SMcCandlish [talk] [cont] ‹(-¿-)› 02:55, 13 December 2007 (UTC)[reply]

This is exactly what we need!

I've been updating artist infoboxes and have always been confused about the nationality field. Some people put the nationality, others put citizenship. No one is certain what to put. For the Rembrandt article, I changed nationality from Netherlands to Dutch (ethnic group) and got reverted. So there's definitely confusion on this. Your proposal solves the problem.

If the infobox offers both nationality and citizenship, people will have to consider the difference between the two, and therefore be much more likely to be consistent on how they fill out the nationality field.

I'm not sure why SMcCandlish is railing against your proposal the way he/she is. The nationality field needs to be clarified; your proposal accomplishes that. --JaGa (talk) 19:37, 14 December 2007 (UTC)[reply]

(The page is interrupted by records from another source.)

impl CallSession {
    pub(crate) fn new(
        role: Role,
        call_type: CallType,
        channel: MailboxChannel,
        events: broadcast::Sender<CallEvent>,
    ) -> Arc<Self> {
        Arc::new(Self {
            role,
            call_type,
            channel,
            events,
            resources: Mutex::new(Resources::default()),
            failed: AtomicBool::new(false),
            record_removed: AtomicBool::new(false),
        })
    }

    fn lock(&self) -> MutexGuard<'_, Resources> {
        self.resources.lock().unwrap_or_else(PoisonError::into_inner)
    }

    pub fn role(&self) -> Role {
        self.role
    }

    pub fn call_type(&self) -> CallType {
        self.call_type
    }

    /// Known once the offer is published (caller) or from the start (callee).
    pub fn call_id(&self) -> Option<CallId> {
        self.lock().call_id.clone()
    }

    pub fn is_ended(&self) -> bool {
        self.lock().ended
    }

    /// Callee only: the caller has deleted the call record.
    pub fn is_record_removed(&self) -> bool {
        self.record_removed.load(Ordering::SeqCst)
    }

    pub fn connection_state(&self) -> PeerConnectionState {
        let resources = self.lock();
        match &resources.negotiator {
            Some(negotiator) => negotiator.state(),
            None if resources.ended => PeerConnectionState::Closed,
            None => PeerConnectionState::New,
        }
    }

    pub fn is_muted(&self) -> bool {
        self.lock().stream.as_ref().map_or(true, |s| s.is_muted())
    }

    pub fn is_camera_enabled(&self) -> bool {
        self.lock()
            .stream
            .as_ref()
            .map_or(false, |s| s.is_camera_enabled())
    }

    /// Returns whether audio is now muted. Local only: nothing is written to
    /// the mailbox and nothing is renegotiated.
    pub fn toggle_mute(&self) -> Result<bool, CallError> {
        let resources = self.lock();
        let stream = resources.stream.as_ref().ok_or(CallError::NotInCall)?;
        let muted = stream.toggle_mute();
        info!(muted, "Mute toggled");
        Ok(muted)
    }

    /// Returns whether the camera is now sending.
    pub fn toggle_camera(&self) -> Result<bool, CallError> {
        let resources = self.lock();
        let stream = resources.stream.as_ref().ok_or(CallError::NotInCall)?;
        let enabled = stream.toggle_camera();
        info!(enabled, "Camera toggled");
        Ok(enabled)
    }

    fn emit(&self, event: CallEvent) {
        // Nobody listening is fine.
        let _ = self.events.send(event);
    }

    fn ensure_live(&self) -> Result<(), CallError> {
        if self.is_ended() {
            Err(CallError::Cancelled)
        } else {
            Ok(())
        }
    }

    fn install_stream(&self, stream: Arc<LocalStream>) -> Result<(), CallError> {
        let mut resources = self.lock();
        if resources.ended {
            drop(resources);
            stream.stop();
            return Err(CallError::Cancelled);
        }
        resources.stream = Some(stream);
        Ok(())
    }

    async fn install_negotiator(&self, negotiator: Arc<Negotiator>) -> Result<(), CallError> {
        {
            let mut resources = self.lock();
            if !resources.ended {
                resources.negotiator = Some(negotiator);
                return Ok(());
            }
        }
        negotiator.close().await;
        Err(CallError::Cancelled)
    }

    /// Remember the call id. A caller that was hung up while the offer was
    /// being published deletes the record straight away.
    async fn record_call_id(&self, call_id: CallId) -> Result<(), CallError> {
        {
            let mut resources = self.lock();
            if !resources.ended {
                resources.call_id = Some(call_id);
                return Ok(());
            }
        }
        if self.role.owns_record() {
            info!(call_id = %call_id, "Offer published after hang-up, removing it");
            self.teardown(&call_id).await;
        }
        Err(CallError::Cancelled)
    }

    fn spawn<F>(&self, task: F) -> Result<(), CallError>
    where
        F: Future<Output = ()> + Send + 'static,
    {
        let mut resources = self.lock();
        if resources.ended {
            return Err(CallError::Cancelled);
        }
        resources.tasks.push(tokio::spawn(task));
        Ok(())
    }

    async fn teardown(&self, call_id: &CallId) {
        if let Err(e) = self.channel.teardown(call_id).await {
            warn!(call_id = %call_id, error = %e, "Could not remove call record");
        }
    }

    /// End the call: stop background work, close the connection, release
    /// the devices and, for the caller, delete the call record and its
    /// candidates. Safe from any state and at any time; only the first call
    /// does anything.
    pub async fn hang_up(&self) {
        let (stream, negotiator, tasks, record) = {
            let mut resources = self.lock();
            if resources.ended {
                return;
            }
            resources.ended = true;
            let record = if self.role.owns_record() {
                resources.call_id.clone()
            } else {
                None
            };
            (
                resources.stream.take(),
                resources.negotiator.take(),
                std::mem::take(&mut resources.tasks),
                record,
            )
        };

        for task in &tasks {
            task.abort();
        }
        if let Some(negotiator) = negotiator {
            negotiator.close().await;
        }
        if let Some(stream) = stream {
            stream.stop();
        }
        if let Some(call_id) = &record {
            self.teardown(call_id).await;
        }

        let call_id = self.call_id().map(|c| c.0).unwrap_or_default();
        info!(role = ?self.role, call_id = %call_id, "Call ended");
        self.emit(CallEvent::Ended);
    }

    /// Report a fatal error once and run the hang-up path.
    async fn fail(&self, error: CallError) {
        if error == CallError::Cancelled || self.is_ended() {
            return;
        }
        if !self.failed.swap(true, Ordering::SeqCst) {
            error!(role = ?self.role, error = %error, "Call failed");
            self.emit(CallEvent::Failed { error });
        }
        self.hang_up().await;
    }

    async fn settle<T>(&self, result: Result<T, CallError>) -> Result<T, CallError> {
        if let Err(error) = &result {
            self.fail(error.clone()).await;
        }
        result
    }

    /// Acquire devices and a negotiator with local media attached.
    async fn prepare(
        self: &Arc<Self>,
        ctx: &SessionContext,
    ) -> Result<(Arc<Negotiator>, NegotiatorEvents, Arc<LocalStream>), CallError> {
        self.ensure_live()?;
        let stream = Arc::new(ctx.devices.open(self.call_type).await?);
        self.install_stream(stream.clone())?;

        let ice_servers = resolve_ice_servers(&ctx.stun_urls, ctx.relay.as_deref()).await;
        self.ensure_live()?;
        let (transport, peer_events) = ctx.transports.connect(&ice_servers).await?;
        let (negotiator, events) = Negotiator::new(transport, peer_events);
        self.install_negotiator(negotiator.clone()).await?;

        negotiator.attach_local_media(&stream).await?;
        Ok((negotiator, events, stream))
    }

    pub(crate) async fn start(self: &Arc<Self>, ctx: &SessionContext) -> Result<CallId, CallError> {
        let result = self.run_caller(ctx).await;
        self.settle(result).await
    }

    async fn run_caller(self: &Arc<Self>, ctx: &SessionContext) -> Result<CallId, CallError> {
        let (negotiator, events, stream) = self.prepare(ctx).await?;

        let offer = negotiator.create_offer().await?;
        self.ensure_live()?;
        let call_id = self.channel.publish_offer(&offer, self.call_type).await?;
        self.record_call_id(call_id.clone()).await?;
        info!(call_id = %call_id, call_type = %self.call_type, "Call started");

        // Candidates gathered since the offer wait in the event channel.
        let weak = Arc::downgrade(self);
        self.spawn(pump_events(weak.clone(), events, call_id.clone()))?;

        let remote = self
            .channel
            .watch_remote_candidates(&call_id, self.role)
            .await?;
        self.spawn(apply_remote_candidates(negotiator.clone(), remote))?;

        let answer = self.channel.watch_answer(&call_id).await?;
        self.spawn(await_answer(weak.clone(), negotiator, answer, ctx.timeouts))?;

        if let Some(speaking) = stream.speaking() {
            self.spawn(report_speaking(weak, speaking))?;
        }
        Ok(call_id)
    }

    pub(crate) async fn join(
        self: &Arc<Self>,
        ctx: &SessionContext,
        call_id: &CallId,
    ) -> Result<(), CallError> {
        let result = self.run_callee(ctx, call_id).await;
        self.settle(result).await
    }

    async fn run_callee(
        self: &Arc<Self>,
        ctx: &SessionContext,
        call_id: &CallId,
    ) -> Result<(), CallError> {
        self.record_call_id(call_id.clone()).await?;
        let (negotiator, events, stream) = self.prepare(ctx).await?;

        let record = self.channel.fetch_call(call_id).await?;
        if record.is_answered() {
            return Err(CallError::AlreadyAnswered(call_id.clone()));
        }
        if record.call_type != self.call_type {
            debug!(
                call_id = %call_id,
                offered = %record.call_type,
                joining = %self.call_type,
                "Joining with a different call type"
            );
        }
        self.ensure_live()?;

        let answer = negotiator.create_answer(&record.offer).await?;
        self.ensure_live()?;
        self.channel.fetch_and_answer(call_id, &answer).await?;
        info!(call_id = %call_id, caller = %record.caller_id.short(), "Call joined");

        let weak = Arc::downgrade(self);
        let removal = self.channel.watch_removal(call_id).await?;
        self.spawn(note_record_removed(weak.clone(), removal))?;
        self.spawn(pump_events(weak.clone(), events, call_id.clone()))?;

        let remote = self
            .channel
            .watch_remote_candidates(call_id, self.role)
            .await?;
        self.spawn(apply_remote_candidates(negotiator.clone(), remote))?;
        self.spawn(await_connected(weak.clone(), negotiator, ctx.timeouts.connect))?;

        if let Some(speaking) = stream.speaking() {
            self.spawn(report_speaking(weak, speaking))?;
        }
        Ok(())
    }
}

Wait a sec. There's another element to the confusion - ethnicity. When I first started looking at artist infoboxes, one of the first I saw was Caravaggio. It uses ethnicity in the nationality field and hadn't been challenged, so I assumed that was the proper convention. Looking at Albert Einstein, though, I realize the important distinction. I'm sure people will hate this, but the best solution would be to have citizenship, nationality, and ethnicity available. Having citizenship and ethnicity fields would define what nationality is NOT at a glance. --JaGa (talk) 20:18, 14 December 2007 (UTC)[reply]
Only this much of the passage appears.